The mounting cost of prescription drugs in Canada is putting employers' health care benefit plans under pressure, and one insurer is offering discounts for companies that rethink their coverage.
Sun Life Financial Inc. said Monday that it would reduce fees for companies that tailor their drug benefits to cover medicines with proven health care value as judged by data from independent physicians and pharmacists. This is in contrast to many employers' traditional method of covering prescriptions no matter how much they cost or how effective they are.
The incentive comes at a time when insurers say corporate drug plans are becoming unsustainable as new treatments for rare diseases, late-stage cancers and chronic conditions such as high cholesterol are increasingly coming to market with sky-high price tags. Insurers and employers, which pay for about 36 per cent of prescription drug costs in Canada, have all been struggling with how to pay.

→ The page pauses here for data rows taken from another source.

//! Tool interface consumed by the step executor.
//!
//! The concrete adapters (warehouse, BI, LLM) live outside the engine; the
//! executor only sees typed requests and typed outputs.

use autopilot_types::failure::FailureClass;
use autopilot_types::payload::{StepInput, StepOutput};
use uuid::Uuid;

use super::classifier::FailureClassifier;
use super::context::StepContext;

/// One invocation of a step against the external tool.
#[derive(Debug, Clone)]
pub struct ToolRequest {
    pub org_id: String,
    pub workflow_id: Uuid,
    pub step_name: String,
    /// Effective input; the sampling-reduced shape when `sampled` is set.
    pub input: StepInput,
    pub sampled: bool,
    pub side_effecting: bool,
    /// Stable across retries and resumes; adapters dedupe side effects on it.
    pub idempotency_key: String,
    /// 1-based.
    pub attempt: u32,
    pub context: StepContext,
}

/// Error half of a tool invocation.
#[derive(Debug, Clone, PartialEq)]
pub struct ToolFailure {
    pub class: FailureClass,
    pub detail: String,
    /// Output salvaged from a `PARTIAL_RESULTS` failure.
    pub partial_output: Option<StepOutput>,
}

impl ToolFailure {
    pub fn new(class: FailureClass, detail: impl Into<String>) -> Self {
        Self {
            class,
            detail: detail.into(),
            partial_output: None,
        }
    }

    /// `PARTIAL_RESULTS` carrying the output that did come back.
    pub fn partial(output: StepOutput, detail: impl Into<String>) -> Self {
        Self {
            class: FailureClass::PartialResults,
            detail: detail.into(),
            partial_output: Some(output),
        }
    }

    /// Build a failure from untyped error text (e.g. an HTTP client error).
    pub fn from_message(detail: impl Into<String>) -> Self {
        let detail = detail.into();
        Self::new(FailureClassifier::classify_message(&detail), detail)
    }
}

impl std::fmt::Display for ToolFailure {
    fn fmt(&self, f: &mut std::fmt::Formatter<'_>) -> std::fmt::Result {
        write!(f, "{}: {}", self.class, self.detail)
    }
}

/// External tool invoked once per step attempt.
///
/// Uses native async fn in traits (Rust 2024 edition, no async_trait macro).
pub trait ToolInterface: Send + Sync {
    fn invoke(
        &self,
        request: ToolRequest,
    ) -> impl std::future::Future<Output = Result<StepOutput, ToolFailure>> + Send;
}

Sun Life's discounts could apply to privately sponsored workplace health plans where the employer takes on the responsibility of paying claims with its own funds. More than half of workers with health care benefits are covered by this kind of plan. Employers use a third-party insurer for administration and pay for some "stop loss" insurance, which will reimburse them for outsized drug claims.
Sun Life is offering a 15 per cent discount on the "stop loss" charges to employers that work with a Toronto-based company called Reformulary Group, which pledges to lower overall prescription drug spending. It achieves that by implementing a tiered system that pays the most for drugs with the best proven health outcomes. Reformulary also negotiates agreements with pharmaceutical companies.

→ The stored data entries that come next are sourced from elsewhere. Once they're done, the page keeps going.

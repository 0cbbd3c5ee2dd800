//! Per-org admission control.
//!
//! Each org owns one [`OrgSlots`] (running set plus FIFO wait queue) behind
//! its own async mutex. `admit` and `release` are the only mutations of the
//! running count, and both run entirely under that lock.

use std::collections::VecDeque;
use std::sync::Arc;

use autopilot_types::workflow::AdmissionOutcome;
use dashmap::DashMap;
use serde::Serialize;
use tokio::sync::Mutex;
use uuid::Uuid;

#[derive(Debug, thiserror::Error, PartialEq, Eq)]
pub enum AdmissionError {
    #[error("workflow {workflow_id} holds no slot or queue entry in org {org_id}")]
    NotHeld { org_id: String, workflow_id: Uuid },
}

#[derive(Debug, Default)]
struct OrgSlots {
    /// Admission order.
    running: Vec<Uuid>,
    queue: VecDeque<Uuid>,
}

impl OrgSlots {
    fn queue_position(&self, workflow_id: Uuid) -> Option<usize> {
        self.queue
            .iter()
            .position(|id| *id == workflow_id)
            .map(|index| index + 1)
    }
}

/// Point-in-time view of one org's slots.
#[derive(Debug, Clone, PartialEq, Eq, Serialize)]
pub struct AdmissionSnapshot {
    pub org_id: String,
    pub limit: usize,
    pub running: Vec<Uuid>,
    /// Head of the queue first; position is index + 1.
    pub queued: Vec<Uuid>,
}

/// Bounds concurrently running workflows per org and queues the overflow.
pub struct AdmissionController {
    limit: usize,
    orgs: DashMap<String, Arc<Mutex<OrgSlots>>>,
}

impl AdmissionController {
    pub fn new(concurrency_limit: usize) -> Self {
        Self {
            limit: concurrency_limit.max(1),
            orgs: DashMap::new(),
        }
    }

    pub fn limit(&self) -> usize {
        self.limit
    }

    fn slots(&self, org_id: &str) -> Arc<Mutex<OrgSlots>> {
        self.orgs.entry(org_id.to_string()).or_default().clone()
    }

    /// Take a slot for `workflow_id` or append it to the org's wait queue.
    ///
    /// Admitting a workflow that already runs or waits is a no-op that
    /// reports its current state.
    pub async fn admit(&self, org_id: &str, workflow_id: Uuid) -> AdmissionOutcome {
        let slots = self.slots(org_id);
        let mut slots = slots.lock().await;

        if slots.running.contains(&workflow_id) {
            return AdmissionOutcome::Running;
        }
        if let Some(position) = slots.queue_position(workflow_id) {
            return AdmissionOutcome::Queued { position };
        }

        if slots.running.len() < self.limit {
            slots.running.push(workflow_id);
            tracing::info!(
                org_id,
                workflow_id = %workflow_id,
                running = slots.running.len(),
                "workflow admitted"
            );
            AdmissionOutcome::Running
        } else {
            slots.queue.push_back(workflow_id);
            let position = slots.queue.len();
            tracing::info!(org_id, workflow_id = %workflow_id, position, "workflow queued");
            AdmissionOutcome::Queued { position }
        }
    }

    /// Free the slot held by `workflow_id` and promote the queue head.
    ///
    /// A queued workflow is simply removed. Returns the promoted workflow,
    /// which the caller must start.
    pub async fn release(&self, org_id: &str, workflow_id: Uuid) -> Result<Option<Uuid>, AdmissionError> {
        let slots = self.slots(org_id);
        let mut slots = slots.lock().await;

        if let Some(index) = slots.running.iter().position(|id| *id == workflow_id) {
            slots.running.remove(index);
            let promoted = if slots.running.len() < self.limit {
                slots.queue.pop_front()
            } else {
                None
            };
            if let Some(next) = promoted {
                slots.running.push(next);
                tracing::info!(
                    org_id,
                    released = %workflow_id,
                    promoted = %next,
                    "queued workflow promoted"
                );
            }
            return Ok(promoted);
        }

        if let Some(position) = slots.queue_position(workflow_id) {
            slots.queue.remove(position - 1);
            return Ok(None);
        }

        Err(AdmissionError::NotHeld {
            org_id: org_id.to_string(),
            workflow_id,
        })
    }

    /// Remove a waiting workflow without touching the running count.
    pub async fn cancel_queued(&self, org_id: &str, workflow_id: Uuid) -> bool {
        let slots = self.slots(org_id);
        let mut slots = slots.lock().await;
        match slots.queue_position(workflow_id) {
            Some(position) => {
                slots.queue.remove(position - 1);
                true
            }
            None => false,
        }
    }

    /// 1-based queue position, `None` when not waiting.
    pub async fn position(&self, org_id: &str, workflow_id: Uuid) -> Option<usize> {
        let slots = self.slots(org_id);
        let slots = slots.lock().await;
        slots.queue_position(workflow_id)
    }

    pub async fn is_running(&self, org_id: &str, workflow_id: Uuid) -> bool {
        let slots = self.slots(org_id);
        let slots = slots.lock().await;
        slots.running.contains(&workflow_id)
    }

    pub async fn snapshot(&self, org_id: &str) -> AdmissionSnapshot {
        let slots = self.slots(org_id);
        let slots = slots.lock().await;
        AdmissionSnapshot {
            org_id: org_id.to_string(),
            limit: self.limit,
            running: slots.running.clone(),
            queued: slots.queue.iter().copied().collect(),
        }
    }

    /// Seed state persisted by an earlier process.
    ///
    /// Running workflows keep their slot even beyond the limit; queued ones
    /// are appended in the given order.
    pub async fn restore(&self, org_id: &str, running: &[Uuid], queued: &[Uuid]) {
        let slots = self.slots(org_id);
        let mut slots = slots.lock().await;
        for id in running {
            if !slots.running.contains(id) {
                slots.running.push(*id);
            }
        }
        for id in queued {
            if !slots.running.contains(id) && !slots.queue.contains(id) {
                slots.queue.push_back(*id);
            }
        }
    }
}

impl std::fmt::Debug for AdmissionController {
    fn fmt(&self, f: &mut std::fmt::Formatter<'_>) -> std::fmt::Result {
        f.debug_struct("AdmissionController")
            .field("limit", &self.limit)
            .field("orgs", &self.orgs.len())
            .finish()
    }
}

#[cfg(test)]
mod tests {
    use super::*;
    use tokio::task::JoinSet;

    #[tokio::test]
    async fn test_ten_submissions_three_slots() {
        let controller = AdmissionController::new(3);
        let ids: Vec<Uuid> = (0..10).map(|_| Uuid::now_v7()).collect();

        let mut outcomes = Vec::new();
        for id in &ids {
            outcomes.push(controller.admit("org_a", *id).await);
        }

        assert!(outcomes[..3].iter().all(|o| *o == AdmissionOutcome::Running));
        let positions: Vec<usize> = outcomes[3..]
            .iter()
            .map(|o| match o {
                AdmissionOutcome::Queued { position } => *position,
                other => panic!("expected queued, got {other:?}"),
            })
            .collect();
        assert_eq!(positions, (1..=7).collect::<Vec<_>>());

        // Promotion is strictly FIFO and positions only move forward.
        let mut promoted = Vec::new();
        let mut running: VecDeque<Uuid> = ids[..3].iter().copied().collect();
        while let Some(done) = running.pop_front() {
            let before = controller.position("org_a", ids[9]).await;
            if let Some(next) = controller.release("org_a", done).await.unwrap() {
                promoted.push(next);
                running.push_back(next);
                let after = controller.position("org_a", ids[9]).await;
                if let (Some(before), Some(after)) = (before, after) {
                    assert_eq!(after, before - 1);
                }
            }
        }
        assert_eq!(promoted, ids[3..].to_vec());
        let snapshot = controller.snapshot("org_a").await;
        assert!(snapshot.running.is_empty() && snapshot.queued.is_empty());
    }

    #[tokio::test]
    async fn test_concurrent_admission_never_exceeds_limit() {
        let controller = Arc::new(AdmissionController::new(4));
        let mut set = JoinSet::new();
        for _ in 0..40 {
            let controller = controller.clone();
            set.spawn(async move {
                let id = Uuid::now_v7();
                (id, controller.admit("org_a", id).await)
            });
        }

        let mut running = 0;
        let mut positions = Vec::new();
        while let Some(joined) = set.join_next().await {
            match joined.unwrap().1 {
                AdmissionOutcome::Running => running += 1,
                AdmissionOutcome::Queued { position } => positions.push(position),
            }
        }
        positions.sort_unstable();

        assert_eq!(running, 4);
        assert_eq!(positions, (1..=36).collect::<Vec<_>>());
    }

    #[tokio::test]
    async fn test_orgs_are_isolated() {
        let controller = AdmissionController::new(1);
        assert_eq!(controller.admit("org_a", Uuid::now_v7()).await, AdmissionOutcome::Running);
        assert_eq!(controller.admit("org_b", Uuid::now_v7()).await, AdmissionOutcome::Running);
        assert_eq!(
            controller.admit("org_a", Uuid::now_v7()).await,
            AdmissionOutcome::Queued { position: 1 }
        );
    }

    #[tokio::test]
    async fn test_running_workflow_is_never_requeued() {
        let controller = AdmissionController::new(1);
        let id = Uuid::now_v7();
        controller.admit("org_a", id).await;
        assert_eq!(controller.admit("org_a", id).await, AdmissionOutcome::Running);
        assert_eq!(controller.snapshot("org_a").await.queued, Vec::<Uuid>::new());
    }

    #[tokio::test]
    async fn test_cancelling_queued_workflow_frees_no_slot() {
        let controller = AdmissionController::new(1);
        let (a, b, c) = (Uuid::now_v7(), Uuid::now_v7(), Uuid::now_v7());
        controller.admit("org_a", a).await;
        controller.admit("org_a", b).await;
        controller.admit("org_a", c).await;

        assert!(controller.cancel_queued("org_a", b).await);
        assert!(!controller.cancel_queued("org_a", a).await);
        assert_eq!(controller.position("org_a", c).await, Some(1));
        assert!(controller.is_running("org_a", a).await);

        assert_eq!(controller.release("org_a", a).await.unwrap(), Some(c));
    }

    #[tokio::test]
    async fn test_release_of_unknown_workflow_is_an_error() {
        let controller = AdmissionController::new(2);
        let id = Uuid::now_v7();
        assert_eq!(
            controller.release("org_a", id).await,
            Err(AdmissionError::NotHeld {
                org_id: "org_a".to_string(),
                workflow_id: id
            })
        );
    }

    #[tokio::test]
    async fn test_restore_seeds_persisted_state() {
        let controller = AdmissionController::new(1);
        let (running, queued) = (Uuid::now_v7(), Uuid::now_v7());
        controller.restore("org_a", &[running], &[queued]).await;

        let fresh = Uuid::now_v7();
        assert_eq!(
            controller.admit("org_a", fresh).await,
            AdmissionOutcome::Queued { position: 2 }
        );
        assert_eq!(controller.release("org_a", running).await.unwrap(), Some(queued));
    }
}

"Historically, I think companies and CEOs have thought benefits are sort of untouchable. But it's not just a cost of doing business," said Helen Stevenson, founder of Reformulary Group and former assistant deputy minister of health for Ontario Public Drug Programs. She argues that drug plans that are managed well "would produce better health outcomes because you're putting people on drugs that are either clinically better, or a combination of clinically sound and more cost effective."
For employees, this would mean paying more out of pocket for prescribed drugs that aren't on Reformulary's preferred list, or choosing an alternative medication that is on the list. It would also mean their drugs will be monitored more closely, so in a case where there is a more appropriate drug to treat a condition, an alternative might be recommended. Still, physicians and patients can apply for exceptions to the rules.

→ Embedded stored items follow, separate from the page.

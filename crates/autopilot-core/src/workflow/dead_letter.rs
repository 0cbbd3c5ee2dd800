//! Dead-letter manager.
//!
//! Captures workflows that cannot progress as immutable records and guards
//! operator requeues. Re-admission itself is done by the orchestrator, which
//! calls [`DeadLetterManager::requeue`] to validate and audit the request
//! first.

use std::sync::Arc;

use autopilot_types::dead_letter::{DeadLetterRecord, ErrorHistoryEntry, RequeueEntry};
use autopilot_types::error::RepositoryError;
use autopilot_types::failure::FailureClass;
use autopilot_types::workflow::{AttemptRecord, RequeueStrategy, Workflow};
use chrono::{DateTime, Utc};
use uuid::Uuid;

use super::recovery::available_actions;
use super::sanitize::sanitize_error;
use crate::repository::dead_letter::DeadLetterStore;

#[derive(Debug, thiserror::Error)]
pub enum DeadLetterError {
    #[error("no dead-letter record for workflow {0}")]
    NotFound(Uuid),

    #[error("strategy '{strategy}' is not allowed: {reason}")]
    InvalidStrategy {
        strategy: RequeueStrategy,
        reason: String,
    },

    #[error("requeue requires a non-empty actor")]
    MissingActor,

    #[error(transparent)]
    Repository(#[from] RepositoryError),
}

pub struct DeadLetterManager<D> {
    store: Arc<D>,
}

impl<D: DeadLetterStore> DeadLetterManager<D> {
    pub fn new(store: Arc<D>) -> Self {
        Self { store }
    }

    pub fn store(&self) -> &D {
        &self.store
    }

    /// Snapshot `workflow` as it is stored right now.
    ///
    /// `attempts` is the full attempt log; every failed attempt becomes an
    /// error history entry.
    pub async fn commit(
        &self,
        workflow: &Workflow,
        failed_step: &str,
        class: FailureClass,
        attempts: &[AttemptRecord],
    ) -> Result<DeadLetterRecord, DeadLetterError> {
        let error_history = attempts
            .iter()
            .filter_map(|a| {
                a.failure_class.map(|failure_class| ErrorHistoryEntry {
                    at: a.finished_at,
                    step_name: a.step_name.clone(),
                    attempt: a.attempt,
                    failure_class,
                    error: sanitize_error(a.error.as_deref().unwrap_or_default()),
                })
            })
            .collect();

        let record = DeadLetterRecord {
            id: Uuid::now_v7(),
            workflow_id: workflow.id,
            org_id: workflow.org_id.clone(),
            template: workflow.template,
            failed_step: failed_step.to_string(),
            final_failure_class: class,
            original_input_hash: workflow.input_hash.clone(),
            step_history: workflow.results.clone(),
            error_history,
            requeue_history: Vec::new(),
            created_at: Utc::now(),
        };
        self.store.insert(&record).await?;

        tracing::error!(
            workflow_id = %workflow.id,
            org_id = %workflow.org_id,
            step = %failed_step,
            class = %class,
            record_id = %record.id,
            "workflow dead-lettered"
        );
        Ok(record)
    }

    /// Validate and record an operator requeue against the latest record.
    ///
    /// `workflow` must be the stored workflow in `failed` status.
    pub async fn requeue(
        &self,
        workflow: &Workflow,
        actor: &str,
        strategy: RequeueStrategy,
        reason: &str,
    ) -> Result<DeadLetterRecord, DeadLetterError> {
        let actor = actor.trim();
        if actor.is_empty() {
            return Err(DeadLetterError::MissingActor);
        }

        let mut record = self
            .store
            .latest_for_workflow(&workflow.id)
            .await?
            .ok_or(DeadLetterError::NotFound(workflow.id))?;

        if !available_actions(workflow).contains(&strategy) {
            let reason = match strategy {
                RequeueStrategy::SkipAndContinue => format!(
                    "a later step depends on the output of '{}'",
                    record.failed_step
                ),
                _ => format!("workflow is {}", workflow.status),
            };
            return Err(DeadLetterError::InvalidStrategy { strategy, reason });
        }

        let entry = RequeueEntry {
            actor: actor.to_string(),
            at: Utc::now(),
            reason: reason.to_string(),
            strategy,
        };
        self.store.append_requeue(&record.id, &entry).await?;
        record.requeue_history.push(entry);

        tracing::info!(
            workflow_id = %workflow.id,
            record_id = %record.id,
            actor,
            strategy = %strategy,
            "dead-letter requeue recorded"
        );
        Ok(record)
    }

    pub async fn latest(&self, workflow_id: &Uuid) -> Result<Option<DeadLetterRecord>, DeadLetterError> {
        Ok(self.store.latest_for_workflow(workflow_id).await?)
    }

    /// Records of an org, newest first.
    pub async fn search(
        &self,
        org_id: &str,
        from: Option<DateTime<Utc>>,
        to: Option<DateTime<Utc>>,
    ) -> Result<Vec<DeadLetterRecord>, DeadLetterError> {
        Ok(self.store.search(org_id, from, to).await?)
    }
}
//! Infrastructure layer for Autopilot.
//!
//! Implements the ports defined in `autopilot-core`: SQLite-backed workflow
//! and dead-letter stores, SHA-256 content hashing, the config-driven
//! pre-flight gate and the simulated warehouse tool. Also owns data
//! directory resolution and `config.toml` loading.

pub mod config;
pub mod crypto;
pub mod gate;
pub mod sqlite;
pub mod tool;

Ms. Stevenson said Reformulary is able to help companies save between 9 per cent and 15 per cent of their total drug spending each year, and helped one client save as much as 39 per cent of its spending. Clients using the Reformulary system include Telus Corp., Purolator Inc. and ATCO Group. Reformulary is also set to roll out the system at a large oil company in the coming months.
Where employers have been reticent to trim drug coverage, Ms. Stevenson thinks the combination of higher drug spending at companies, double-digit premium increases and the instability of the economy could be a "perfect storm" to push more businesses to look for savings.
But it may take time for companies to feel confident that their employees will accept the changes. "There are still plans out there that don't even have generic drug substitution. We've had to do a lot of explaining and convincing to plans as to why this is the only way for sustainability in the future. And secondly, why it's not a big deal," Ms. Stevenson said. "I'm not sure consumer demand is quite there yet."